Marital history, health and mortality among older men and women in England and Wales
Centre for Population Studies, London School of Hygiene & Tropical Medicine, London, UK
BMC Public Health 2010, 10:554 doi:10.1186/1471-2458-10-554Published: 15 September 2010
Health benefits of marriage have long been recognised and extensively studied but previous research has yielded inconsistent results for older people, particularly older women. At older ages accumulated benefits or disadvantages of past marital experience, as well as current marital status, may be relevant, but fewer studies have considered effects of marital history. Possible effects of parity, and the extent to which these may contribute to marital status differentials in health, have also been rarely considered.
We use data from the Office for National Statistics Longitudinal Study, a large record linkage study of 1% of the population of England & Wales, to analyse associations between marital history 1971-1991 and subsequent self-reported limiting long-term illness and mortality in a cohort of some 75,000 men and women aged 60-79 in 1991. We investigate whether prior marital status and time in current marital status influenced risks of mortality or long term illness using Poisson regression to analyse mortality differentials 1991-2001 and logistic regression to analyse differences in proportions reporting limiting long-term illness in 1991 and 2001. Co-variates included indicators of socio-economic status at two or three points of the adult life course and, for women, number of children borne (parity).
Relative to men in long-term first marriages, never-married men, widowers with varying durations of widowerhood, men divorced for between 10 and twenty years, and men in long-term remarriages had raised mortality 1991-2001. Men in long-term remarriages and those divorced or widowed since 1971 had higher odds of long-term illness in 1991; in 2001 the long-term remarried were the only group with significantly raised odds of long-term illness. Among women, the long-term remarried also had higher odds of reporting long-term illness in 1991 and in 2001 and those remarried and previously divorced had raised odds of long-term illness and raised mortality 1991-2001; this latter effect was not significant in models including parity. All widows had raised mortality 1991-2001 but associations between widowhood of varying durations and long-term illness in 1991 or 2001 were not significant once socio-economic status was controlled. Some groups of divorced women had higher mortality risks 1991-2001 and raised odds of long-term illness in 1991. Results for never-married women showed a divergence between associations with mortality and with long-term illness. In models controlling for socio-economic status, mortality risk was raised but the association with 1991 long-term illness was not significant and in 2001 never-married women had lower odds of reporting long-term illness than women in long-term first marriages. Formally taking account of selective survival in the 20 years prior to entry to the study population had minor effects on results.

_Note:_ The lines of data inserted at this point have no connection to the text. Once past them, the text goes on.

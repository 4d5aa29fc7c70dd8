//! The two-step survey wizard.
//!
//! [`SurveyWizard`] owns the survey state and both search inputs. Front ends
//! call its operations in response to user input and render
//! [`SurveyWizard::view`] afterwards. Progress and alerts are additionally
//! pushed through an optional event channel.

use std::time::Duration;

use posm_core::session::User;
use posm_core::store::StoreRef;
use posm_core::suggest::Key;
use posm_core::survey::{
    CheckboxTarget, ImageAttachment, Quantity, Step, SurveyState, SurveyView, TreeState,
};
use posm_core::{Result, SurveyError, ValidationError};
use serde::Serialize;
use tokio::sync::mpsc::UnboundedSender;

use crate::api::{SubmitReceipt, SurveyApi};
use crate::autocomplete::{InputEffect, ModelSearch, Settled, ShopSearch};
use crate::catalog::resolve_catalog;
use crate::submission::{SubmissionProgress, submit_survey};

/// Search tuning.
#[derive(Debug, Clone, Copy, PartialEq, Eq)]
pub struct WizardSettings {
    pub debounce: Duration,
    pub min_store_query_len: usize,
    pub min_model_query_len: usize,
}

impl Default for WizardSettings {
    fn default() -> Self {
        Self {
            debounce: Duration::from_millis(300),
            min_store_query_len: 2,
            min_model_query_len: 1,
        }
    }
}

/// Notifications for the front end.
#[derive(Debug, Clone, PartialEq, Eq)]
pub enum WizardEvent {
    StepChanged(Step),
    Progress(SubmissionProgress),
    /// A message the surveyor must acknowledge
    Alert(String),
    Submitted { message: Option<String> },
}

/// Search dropdown state for rendering.
#[derive(Debug, Clone, PartialEq, Eq, Serialize)]
#[serde(rename_all = "camelCase")]
pub struct SearchView {
    pub input: String,
    pub suggestions: Vec<String>,
    pub active: Option<usize>,
    pub visible: bool,
}

/// Everything a front end renders.
#[derive(Debug, Clone, PartialEq, Eq, Serialize)]
#[serde(rename_all = "camelCase")]
pub struct WizardView {
    pub survey: SurveyView,
    pub shop_search: SearchView,
    pub model_search: SearchView,
    /// Whether the "add model" action is enabled
    pub can_add_model: bool,
}

pub struct SurveyWizard {
    api: SurveyApi,
    user: User,
    state: SurveyState,
    shop: ShopSearch,
    models: ModelSearch,
    events: Option<UnboundedSender<WizardEvent>>,
}

impl SurveyWizard {
    /// Starts a wizard for a user who already passed the session guard.
    pub fn new(api: SurveyApi, user: User, settings: WizardSettings) -> Self {
        let shop = ShopSearch::new(api.clone(), settings.debounce, settings.min_store_query_len);
        let models = ModelSearch::new(api.clone(), settings.debounce, settings.min_model_query_len);
        Self {
            api,
            user,
            state: SurveyState::new(),
            shop,
            models,
            events: None,
        }
    }

    pub fn with_events(mut self, events: UnboundedSender<WizardEvent>) -> Self {
        self.events = Some(events);
        self
    }

    pub fn user(&self) -> &User {
        &self.user
    }

    pub fn state(&self) -> &SurveyState {
        &self.state
    }

    pub fn step(&self) -> Step {
        self.state.step()
    }

    pub fn view(&self) -> WizardView {
        let shop = self.shop.suggestions();
        let models = self.models.suggestions();
        WizardView {
            survey: self.state.view(),
            shop_search: SearchView {
                input: self.shop.input().to_string(),
                suggestions: shop.items().iter().map(StoreRef::label).collect(),
                active: shop.active_index(),
                visible: shop.is_visible(),
            },
            model_search: SearchView {
                input: self.models.input().to_string(),
                suggestions: models.items().to_vec(),
                active: models.active_index(),
                visible: models.is_visible(),
            },
            can_add_model: self.models.armed().is_some(),
        }
    }

    // ============================================================================
    // Step 1: store
    // ============================================================================

    /// An edit of the store input; releases any locked store.
    pub fn on_store_input(&mut self, raw: &str) -> InputEffect {
        self.state.unlock_store();
        self.shop.on_input(raw)
    }

    /// Waits for the pending store search, if any.
    pub async fn settle_store_search(&mut self) -> Result<Option<Settled>> {
        let settled = self.shop.settle().await;
        Self::escalate(settled)
    }

    pub fn store_suggestions(&self) -> &[StoreRef] {
        self.shop.suggestions().items()
    }

    pub fn store_key(&mut self, key: Key) -> Option<StoreRef> {
        let store = self.shop.handle_key(key)?;
        self.state.lock_store(store.clone());
        Some(store)
    }

    pub fn pick_store(&mut self, index: usize) -> Option<StoreRef> {
        let store = self.shop.pick(index)?;
        self.state.lock_store(store.clone());
        Some(store)
    }

    pub fn select_store(&mut self, store: StoreRef) {
        self.shop.select(store.clone());
        self.state.lock_store(store);
    }

    pub fn dismiss_store_suggestions(&mut self) {
        self.shop.dismiss();
    }

    /// Moves to model selection. Model state is reset only on first entry,
    /// so coming back from step 1 keeps earlier work.
    pub fn go_to_models(&mut self) -> Result<()> {
        if self.state.store().is_none() {
            return Err(ValidationError::NoStoreSelected.into());
        }
        if self.state.models().is_empty() {
            self.state.reset_models();
        }
        self.set_step(Step::SelectModels);
        Ok(())
    }

    pub fn back_to_store(&mut self) {
        self.set_step(Step::SelectStore);
    }

    // ============================================================================
    // Step 2: models
    // ============================================================================

    pub fn on_model_input(&mut self, raw: &str) -> InputEffect {
        self.models.on_input(raw)
    }

    /// Waits for the pending model search, if any. Selected models are
    /// filtered out of the suggestions.
    pub async fn settle_model_search(&mut self) -> Result<Option<Settled>> {
        let settled = self.models.settle(self.state.models()).await;
        Self::escalate(settled)
    }

    pub fn model_key(&mut self, key: Key) -> Option<String> {
        self.models.handle_key(key)
    }

    pub fn pick_model(&mut self, index: usize) -> Option<String> {
        self.models.pick(index)
    }

    pub fn dismiss_model_suggestions(&mut self) {
        self.models.dismiss();
    }

    /// Adds the armed model. Does nothing when no model is armed.
    pub async fn add_armed_model(&mut self) -> Result<Option<String>> {
        let Some(model) = self.models.take_armed() else {
            return Ok(None);
        };
        self.add_model(&model).await?;
        Ok(Some(model))
    }

    /// Adds `model` at the top of the list and resolves its catalog.
    ///
    /// Returns `false` for a model that is already selected. If no POSM can
    /// be found, or the lookup fails, the model is removed again.
    pub async fn add_model(&mut self, model: &str) -> Result<bool> {
        let model = model.trim();
        if model.is_empty() {
            return Ok(false);
        }
        let Some(store_id) = self.state.store().map(|s| s.store_id.clone()) else {
            return Err(self.alert(ValidationError::NoStoreSelected.into()));
        };
        if !self.state.add_model(model) {
            tracing::debug!(model = %model, "model already selected");
            return Ok(false);
        }

        match resolve_catalog(&self.api, self.state.catalog_mut(), &store_id, model).await {
            Ok(items) => {
                tracing::info!(model = %model, items = items.len(), "model added");
                Ok(true)
            }
            Err(err) => {
                self.state.remove_model(model);
                tracing::warn!(model = %model, "model rolled back: {err}");
                Err(self.alert(err))
            }
        }
    }

    pub fn remove_model(&mut self, model: &str) -> bool {
        self.state.remove_model(model)
    }

    pub fn set_checkbox(
        &mut self,
        model: &str,
        target: CheckboxTarget,
        checked: bool,
    ) -> Result<TreeState> {
        self.state.set_checkbox(model, target, checked)
    }

    pub fn set_quantity_input(&mut self, model: &str, input: &str) -> Result<Quantity> {
        self.state.set_quantity_input(model, input)
    }

    pub fn attach_image(&mut self, model: &str, image: ImageAttachment) -> Result<()> {
        self.state.attach_image(model, image)
    }

    pub fn delete_image(&mut self, model: &str) -> bool {
        self.state.delete_image(model)
    }

    // ============================================================================
    // Submission and lifecycle
    // ============================================================================

    /// Validates, uploads every photo and submits the survey.
    pub async fn submit(&mut self) -> Result<SubmitReceipt> {
        let leader = self.user.leader.clone();
        let events = self.events.clone();
        let result = submit_survey(&self.api, &mut self.state, leader.as_deref(), |progress| {
            if let Some(events) = &events {
                let _ = events.send(WizardEvent::Progress(progress));
            }
        })
        .await;

        match result {
            Ok(receipt) => {
                self.emit(WizardEvent::Submitted {
                    message: receipt.message.clone(),
                });
                self.emit(WizardEvent::StepChanged(Step::Done));
                Ok(receipt)
            }
            Err(err) => Err(self.alert(err)),
        }
    }

    /// Discards everything and returns to store selection.
    pub fn start_new_survey(&mut self) {
        self.state.reset();
        self.shop.clear();
        self.models.clear();
        self.emit(WizardEvent::StepChanged(Step::SelectStore));
    }

    fn set_step(&mut self, step: Step) {
        if self.state.step() != step {
            self.state.set_step(step);
            self.emit(WizardEvent::StepChanged(step));
        }
    }

    fn emit(&self, event: WizardEvent) {
        if let Some(events) = &self.events {
            let _ = events.send(event);
        }
    }

    fn alert(&self, err: SurveyError) -> SurveyError {
        if !err.is_unauthenticated() {
            self.emit(WizardEvent::Alert(err.to_string()));
        }
        err
    }

    /// Search failures stay local except a lost session.
    fn escalate(settled: Option<Settled>) -> Result<Option<Settled>> {
        match settled {
            Some(Settled::Failed(err)) if err.is_unauthenticated() => Err(err),
            other => Ok(other),
        }
    }
}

Results were consistent with previous studies in showing that the relationship between marital experience and later life health and mortality is considerably modified by socio-economic factors, and additionally showed that taking women's parity into account further moderated associations. Considering marital history rather than simply current marital status provided some insights into differentials between, for example, remarried people according to prior marital status and time remarried, but these groups were relatively small and there were some disadvantages of the approach in terms of loss of statistical power. Consideration of past histories is likely to be more important for later born cohorts whose partnership experiences have been less stable and more heterogeneous.